Rwanda: Kagame Did Not Meet With Besigye

From left - Rwandan President, Paul Kagame and Uganda opposition leader, Kizza Besigye.
29 September 2019

On Saturday September 28, 2019, Uganda's state-owned newspaper The New Vision wrote a fictitious report under a front-page headline: "Besigye, Kagame meet in USA!"

But no such meeting took place, even "accidentally", as Museveni claims when he meets Rwandan dissidents.

According to a reliable source familiar with President Kagame's schedule during his trip to the United States, there was no meeting between Kagame and Besigye.

And so one is left wondering what Ugandan authorities are up to when they resort to such blatantly made up fabrications.

All we can suppose is that the embarrassment of being caught having meetings with dissidents of Kayumba Nyamwasa's Rwanda National Congress (RNC) and FDLR in Kampala must be driving them into manufacturing these kinds of bizarre disinformation pieces.

The pattern of Uganda's defenses against the fully substantiated charges Rwanda has placed before them has been to manufacture out of full cloth some kind of equivalence, which itself has been a revelation that in fact Uganda has no tangible grievance against Rwanda in the current crisis in bilateral relations.

Authorities in Kampala had obviously calculated that Rwanda would retaliate against Uganda's hounding of Rwandans in Uganda by also harassing Ugandans in Rwanda. However, none of this ever happened.

As hundreds of Rwandans get rounded up in illegal sweeps, tortured and dumped on our common border without the slightest pretence of adherence to legality, not a single Ugandan has been victimised in Rwanda.

The authorities had also hoped that the frequent visits of top RNC officials in Uganda - Eugene Gasana, Charlotte Mukankusi, Ben Rutabana, Frank Ntwali, Sande Charles etc., and even the hosting of the organization's business arm under the ownership of Tribert Ayabatwa Rujugiro whom Museveni has similarly admitted to have met on numerous occasions - would trigger retaliation from Rwanda to recruit and support.

Rwanda would in fact identify groups hostile to Uganda however, Rwanda resisted such a temptation, even though retaliating in the same currency would have been fully justified.

Rwanda has avoided all these provocations.

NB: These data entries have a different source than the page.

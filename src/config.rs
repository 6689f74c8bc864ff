//! Configuration file support.
//!
//! Settings are optional: a page that ships no config gets the `postinput`
//! element, no height ceiling and the default prompts. Natively the config
//! lives in the user config directory; in the browser it is a JSON string in
//! localStorage.

use postinput_ui::{Pixels, ResizeLimits};
use serde::{Deserialize, Serialize};

use crate::constants::{DEFAULT_SUBMIT_PROMPTS, ELEMENT_ID};

/// Log level setting for the application.
#[derive(Debug, Clone, Copy, PartialEq, Eq, Serialize, Deserialize, Default)]
#[serde(rename_all = "lowercase")]
pub enum LogLevel {
    /// Show only errors
    Error,
    /// Show errors and warnings
    Warn,
    /// Show errors, warnings, and info messages
    #[default]
    Info,
    /// Show debug-level logging
    Debug,
    /// Show all log messages including trace
    Trace,
}

impl LogLevel {
    /// Convert to log crate's LevelFilter.
    pub fn to_level_filter(&self) -> log::LevelFilter {
        match self {
            LogLevel::Error => log::LevelFilter::Error,
            LogLevel::Warn => log::LevelFilter::Warn,
            LogLevel::Info => log::LevelFilter::Info,
            LogLevel::Debug => log::LevelFilter::Debug,
            LogLevel::Trace => log::LevelFilter::Trace,
        }
    }

    /// Convert to log crate's Level (console_log takes a Level, not a filter).
    pub fn to_level(&self) -> log::Level {
        match self {
            LogLevel::Error => log::Level::Error,
            LogLevel::Warn => log::Level::Warn,
            LogLevel::Info => log::Level::Info,
            LogLevel::Debug => log::Level::Debug,
            LogLevel::Trace => log::Level::Trace,
        }
    }
}

/// Current configuration file format version.
/// Increment this when making breaking changes to the config format.
pub const CONFIG_VERSION: u32 = 1;

/// Settings for the auto-resizing post field.
#[derive(Debug, Clone, PartialEq, Serialize, Deserialize)]
pub struct ResizeConfig {
    /// Version of the configuration file format
    pub version: u32,

    /// DOM id of the textarea to resize
    #[serde(default = "default_element_id")]
    pub element_id: String,

    /// Stop growing past this height; content beyond it scrolls
    #[serde(default)]
    pub max_height_px: Option<Pixels>,

    /// Log verbosity level
    #[serde(default)]
    pub log_level: LogLevel,

    /// Placeholder prompts picked at random for an empty field
    #[serde(default = "default_prompts")]
    pub placeholder_prompts: Vec<String>,
}

fn default_element_id() -> String {
    ELEMENT_ID.to_string()
}

fn default_prompts() -> Vec<String> {
    DEFAULT_SUBMIT_PROMPTS.iter().map(|p| p.to_string()).collect()
}

impl ResizeConfig {
    /// Create a new configuration with default values.
    pub fn new() -> Self {
        Self {
            version: CONFIG_VERSION,
            element_id: default_element_id(),
            max_height_px: None,
            log_level: LogLevel::default(),
            placeholder_prompts: default_prompts(),
        }
    }

    /// Limits handed to the resize handler.
    pub fn limits(&self) -> ResizeLimits {
        ResizeLimits {
            max_height: self.max_height_px,
        }
    }

    /// Serialize the configuration to JSON.
    pub fn to_json(&self) -> Result<String, serde_json::Error> {
        serde_json::to_string_pretty(self)
    }

    /// Deserialize configuration from JSON.
    pub fn from_json(json: &str) -> Result<Self, ConfigError> {
        let config: Self = serde_json::from_str(json)?;

        // Validate version compatibility
        if config.version > CONFIG_VERSION {
            return Err(ConfigError::VersionTooNew {
                file_version: config.version,
                supported_version: CONFIG_VERSION,
            });
        }

        if config.element_id.trim().is_empty() {
            return Err(ConfigError::EmptyElementId);
        }

        if let Some(max) = config.max_height_px {
            if !max.value().is_finite() || max.value() < 0.0 {
                return Err(ConfigError::InvalidMaxHeight(max.value()));
            }
        }

        Ok(config)
    }

    /// Get the default filename for the config file.
    pub fn default_filename() -> &'static str {
        "postinput-config.json"
    }

    /// Get the default config file path.
    /// Returns None on WASM (no filesystem access).
    #[cfg(not(target_arch = "wasm32"))]
    pub fn default_path() -> Option<std::path::PathBuf> {
        // Try to use XDG config directory, fall back to home directory
        if let Some(config_dir) = dirs::config_dir() {
            Some(config_dir.join("postinput").join(Self::default_filename()))
        } else {
            dirs::home_dir().map(|home_dir| {
                home_dir
                    .join(".config")
                    .join("postinput")
                    .join(Self::default_filename())
            })
        }
    }

    /// Load configuration from `path`.
    #[cfg(not(target_arch = "wasm32"))]
    pub fn load_from_path(path: &std::path::Path) -> Result<Self, ConfigError> {
        let json = std::fs::read_to_string(path)?;
        Self::from_json(&json)
    }

    /// Try to load configuration from the default path.
    /// Returns None if the file doesn't exist or can't be read.
    #[cfg(not(target_arch = "wasm32"))]
    pub fn load_from_default_path() -> Option<Self> {
        let path = Self::default_path()?;
        if !path.exists() {
            log::debug!("No config file found at {:?}", path);
            return None;
        }

        match Self::load_from_path(&path) {
            Ok(config) => {
                log::info!("Loaded configuration from {:?}", path);
                Some(config)
            }
            Err(e) => {
                log::warn!("Failed to load config file {:?}: {}", path, e);
                None
            }
        }
    }

    /// LocalStorage key for WASM config persistence.
    #[cfg(target_arch = "wasm32")]
    const LOCALSTORAGE_KEY: &'static str = "postinput-config";

    /// Try to load configuration from localStorage (WASM only).
    /// Returns None if not found or can't be parsed.
    #[cfg(target_arch = "wasm32")]
    pub fn load_from_local_storage() -> Option<Self> {
        let window = web_sys::window()?;
        let storage = window.local_storage().ok()??;

        match storage.get_item(Self::LOCALSTORAGE_KEY) {
            Ok(Some(json)) => match Self::from_json(&json) {
                Ok(config) => {
                    log::info!("Loaded configuration from localStorage");
                    Some(config)
                }
                Err(e) => {
                    log::warn!("Failed to parse config from localStorage: {}", e);
                    None
                }
            },
            Ok(None) => {
                log::debug!("No config found in localStorage");
                None
            }
            Err(e) => {
                log::warn!("Failed to read from localStorage: {:?}", e);
                None
            }
        }
    }
}

impl Default for ResizeConfig {
    fn default() -> Self {
        Self::new()
    }
}

/// Errors that can occur when loading configuration.
#[derive(Debug, thiserror::Error)]
pub enum ConfigError {
    /// JSON parsing error
    #[error("Failed to parse configuration: {0}")]
    ParseError(#[from] serde_json::Error),

    /// Configuration version is newer than supported
    #[error(
        "Configuration file version {file_version} is newer than supported version {supported_version}"
    )]
    VersionTooNew {
        file_version: u32,
        supported_version: u32,
    },

    /// The element id is blank
    #[error("Configuration element_id must not be empty")]
    EmptyElementId,

    /// Height ceiling is negative or not finite
    #[error("Configuration max_height_px must be a non-negative number, got {0}")]
    InvalidMaxHeight(f32),

    /// I/O error when reading config
    #[error("I/O error: {0}")]
    IoError(#[from] std::io::Error),
}

#[cfg(test)]
mod tests {
    use super::*;

    #[test]
    fn test_defaults() {
        let config = ResizeConfig::default();
        assert_eq!(config.version, CONFIG_VERSION);
        assert_eq!(config.element_id, "postinput");
        assert_eq!(config.max_height_px, None);
        assert_eq!(config.log_level, LogLevel::Info);
        assert_eq!(config.placeholder_prompts.len(), 4);
        assert_eq!(config.limits(), ResizeLimits::UNBOUNDED);
    }

    #[test]
    fn test_json_roundtrip_keeps_fields() {
        let mut config = ResizeConfig::new();
        config.max_height_px = Some(Pixels(240.0));
        config.log_level = LogLevel::Debug;

        let json = config.to_json().unwrap();
        assert!(json.contains("\"max_height_px\": 240.0"));
        assert!(json.contains("\"log_level\": \"debug\""));

        let loaded = ResizeConfig::from_json(&json).unwrap();
        assert_eq!(loaded, config);
        assert_eq!(
            loaded.limits(),
            ResizeLimits::with_max_height(Pixels(240.0))
        );
    }

    #[test]
    fn test_missing_fields_use_defaults() {
        let loaded = ResizeConfig::from_json(r#"{ "version": 1 }"#).unwrap();
        assert_eq!(loaded, ResizeConfig::default());
    }

    #[test]
    fn test_newer_version_rejected() {
        let err = ResizeConfig::from_json(r#"{ "version": 99 }"#).unwrap_err();
        assert!(matches!(
            err,
            ConfigError::VersionTooNew {
                file_version: 99,
                supported_version: CONFIG_VERSION
            }
        ));
    }

    #[test]
    fn test_blank_element_id_rejected() {
        let err = ResizeConfig::from_json(r#"{ "version": 1, "element_id": "  " }"#).unwrap_err();
        assert!(matches!(err, ConfigError::EmptyElementId));
    }

    #[test]
    fn test_negative_max_height_rejected() {
        let err = ResizeConfig::from_json(r#"{ "version": 1, "max_height_px": -40 }"#).unwrap_err();
        assert!(matches!(err, ConfigError::InvalidMaxHeight(v) if v == -40.0));
    }

    #[test]
    fn test_overflowing_max_height_rejected() {
        // Too large for f32: deserializes to infinity
        let err = ResizeConfig::from_json(r#"{ "version": 1, "max_height_px": 1e40 }"#).unwrap_err();
        assert!(matches!(err, ConfigError::InvalidMaxHeight(_)));
    }

    #[test]
    fn test_zero_max_height_accepted() {
        let config = ResizeConfig::from_json(r#"{ "version": 1, "max_height_px": 0 }"#).unwrap();
        assert_eq!(config.max_height_px, Some(Pixels(0.0)));
    }

    #[test]
    fn test_invalid_json() {
        let err = ResizeConfig::from_json("not json").unwrap_err();
        assert!(matches!(err, ConfigError::ParseError(_)));
    }

    #[test]
    fn test_log_level_mapping() {
        assert_eq!(LogLevel::Warn.to_level_filter(), log::LevelFilter::Warn);
        assert_eq!(LogLevel::Trace.to_level(), log::Level::Trace);
    }

    #[cfg(not(target_arch = "wasm32"))]
    #[test]
    fn test_load_from_missing_path_is_io_error() {
        let path = std::env::temp_dir().join("postinput-does-not-exist.json");
        let err = ResizeConfig::load_from_path(&path).unwrap_err();
        assert!(matches!(err, ConfigError::IoError(_)));
    }
}
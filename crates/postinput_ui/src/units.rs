//! Type-safe wrapper for CSS pixel lengths
//!
//! Heights flow between the DOM (integer `scrollHeight` in, `"123px"` style
//! strings out) and the headless model (as `f32`). The newtype keeps those
//! from being mixed with line counts or font ratios.

use std::fmt;
use std::ops::Add;

use serde::{Deserialize, Serialize};

// =============================================================================
// Pixels
// =============================================================================

/// A length in CSS pixels
///
/// # Example
///
/// ```ignore
/// use postinput_ui::Pixels;
///
/// let h = Pixels::from(38);
/// assert_eq!(h.to_string(), "38px");
/// ```
#[derive(Debug, Clone, Copy, PartialEq, PartialOrd, Default, Serialize, Deserialize)]
#[serde(transparent)]
pub struct Pixels(pub f32);

impl Pixels {
    /// Zero length
    pub const ZERO: Self = Self(0.0);

    /// Get the raw f32 value
    pub const fn value(self) -> f32 {
        self.0
    }

    /// Clamp to non-negative
    pub fn clamp_non_negative(self) -> Self {
        Self(self.0.max(0.0))
    }

    /// The smaller of two lengths
    pub fn min(self, other: Self) -> Self {
        Self(self.0.min(other.0))
    }

    /// The larger of two lengths
    pub fn max(self, other: Self) -> Self {
        Self(self.0.max(other.0))
    }

    /// Round up to a whole pixel, the granularity browsers report
    /// `scrollHeight` in.
    pub fn ceil(self) -> Self {
        Self(self.0.ceil())
    }
}

impl From<i32> for Pixels {
    fn from(value: i32) -> Self {
        Self(value as f32)
    }
}

impl Add for Pixels {
    type Output = Self;

    fn add(self, rhs: Self) -> Self {
        Self(self.0 + rhs.0)
    }
}

impl fmt::Display for Pixels {
    fn fmt(&self, f: &mut fmt::Formatter<'_>) -> fmt::Result {
        write!(f, "{}px", self.0)
    }
}
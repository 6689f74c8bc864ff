//! Placeholder prompts for the submit field.

/// Pick a random prompt, or None if there are none to pick from.
pub fn submit_prompt<S: AsRef<str>>(prompts: &[S]) -> Option<&str> {
    if prompts.is_empty() {
        return None;
    }
    let idx = random_index(prompts.len());
    prompts.get(idx).map(|p| p.as_ref())
}

/// Prompt to show in a field whose placeholder is currently `existing`.
///
/// A placeholder already set by the page is kept, so this only picks one
/// when `existing` is blank.
pub fn placeholder_for<'a, S: AsRef<str>>(
    existing: &str,
    prompts: &'a [S],
) -> Option<&'a str> {
    if !existing.trim().is_empty() {
        return None;
    }
    submit_prompt(prompts)
}

#[cfg(not(target_arch = "wasm32"))]
fn random_index(len: usize) -> usize {
    use rand::Rng;
    rand::thread_rng().gen_range(0..len)
}

#[cfg(target_arch = "wasm32")]
fn random_index(len: usize) -> usize {
    // Math.random() is in [0, 1); min() guards against rounding up to len.
    ((js_sys::Math::random() * len as f64) as usize).min(len - 1)
}
/// Native demo: type into a headless post field and watch it resize.
///
/// Each line read from stdin is one edit (see `Edit::parse`). An optional
/// first argument names a config file; otherwise the user config directory
/// is tried.
#[cfg(not(target_arch = "wasm32"))]
fn main() {
    use std::io::BufRead;

    use postinput::{Edit, ResizeConfig, Session};
    use postinput_ui::TextArea;

    let config = match std::env::args().nth(1) {
        Some(path) => match ResizeConfig::load_from_path(std::path::Path::new(&path)) {
            Ok(config) => config,
            Err(e) => {
                eprintln!("Failed to load config {}: {}", path, e);
                std::process::exit(1);
            }
        },
        None => ResizeConfig::load_from_default_path().unwrap_or_default(),
    };

    // RUST_LOG wins over the configured level
    env_logger::Builder::from_env(
        env_logger::Env::default().default_filter_or(config.log_level.to_level_filter().to_string()),
    )
    .init();

    let mut session = Session::new(TextArea::new(), &config);
    println!("[{}]", session.area().placeholder());
    println!("#{} {}", config.element_id, session.area().displayed_height());

    let stdin = std::io::stdin();
    for line in stdin.lock().lines() {
        let line = match line {
            Ok(line) => line,
            Err(e) => {
                log::error!("Failed to read input: {}", e);
                break;
            }
        };

        let outcome = session.apply(Edit::parse(&line));
        if let Some(result) = &outcome.submitted {
            match result {
                Ok(post) => println!("posted: {:?}", post),
                Err(e) => println!("rejected: {}", e),
            }
        }
        println!(
            "#{} {} ({} line{})",
            config.element_id,
            outcome.height,
            outcome.lines,
            if outcome.lines == 1 { "" } else { "s" }
        );
    }
}

// WASM doesn't use main(), it uses wasm_bindgen's start function
#[cfg(target_arch = "wasm32")]
fn main() {}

Consequently, the authorities in Uganda have been embarrassed by what is clearly overt, unprovoked malign behaviour towards a neighbour and fellow member of the East African Community and the African Union, both of whose treaties, like the United Nations Charter, mandate peaceful co-existence among member states and non-interference in each other's internal affairs.

The same applies to efforts to tie the opposition in Uganda to the leadership in Rwanda; the urge to make up meetings that never took place.

What Uganda's authorities neglect to consider is that even if President Kagame were to meet with Besigye, no equivalence with Museveni meeting with anti-Rwanda dissidents of armed terror groups would be justified.

Besigye is a legitimate opposition figure in Uganda, belongs to a registered political party in that country, and has run in elections against Museveni multiple times.

Moreover, Besigye is not a criminal running from the law nor is he a terrorist. Indeed, Besigye lives in Uganda and has no rebel group that seeks to destabilize and overthrow Museveni.

Museveni is free to meet with legitimate opposition figures inside Rwanda.

In fact, Rwanda's opposition is also in government because Rwanda's power-sharing constitution mandates it.

This means that in many of the summits that Museveni attends, there are Rwandan opposition members present there, such as the current Minister of State for the East African Community in the Ministry of Foreign Affairs and International Cooperation, Amb Olivier Nduhungirehe. Many others have been at the same venue as Museveni.

So, When Museveni decides to "accidentally" meet RNC dissidents, he knows he is not meeting Rwanda's opposition, but members of groups dedicated to destabilizing the government of a neighbouring country through violent means. President Kagame has, however, not found it necessary to do so, Perhaps he will consider meeting Uganda's opposition in future.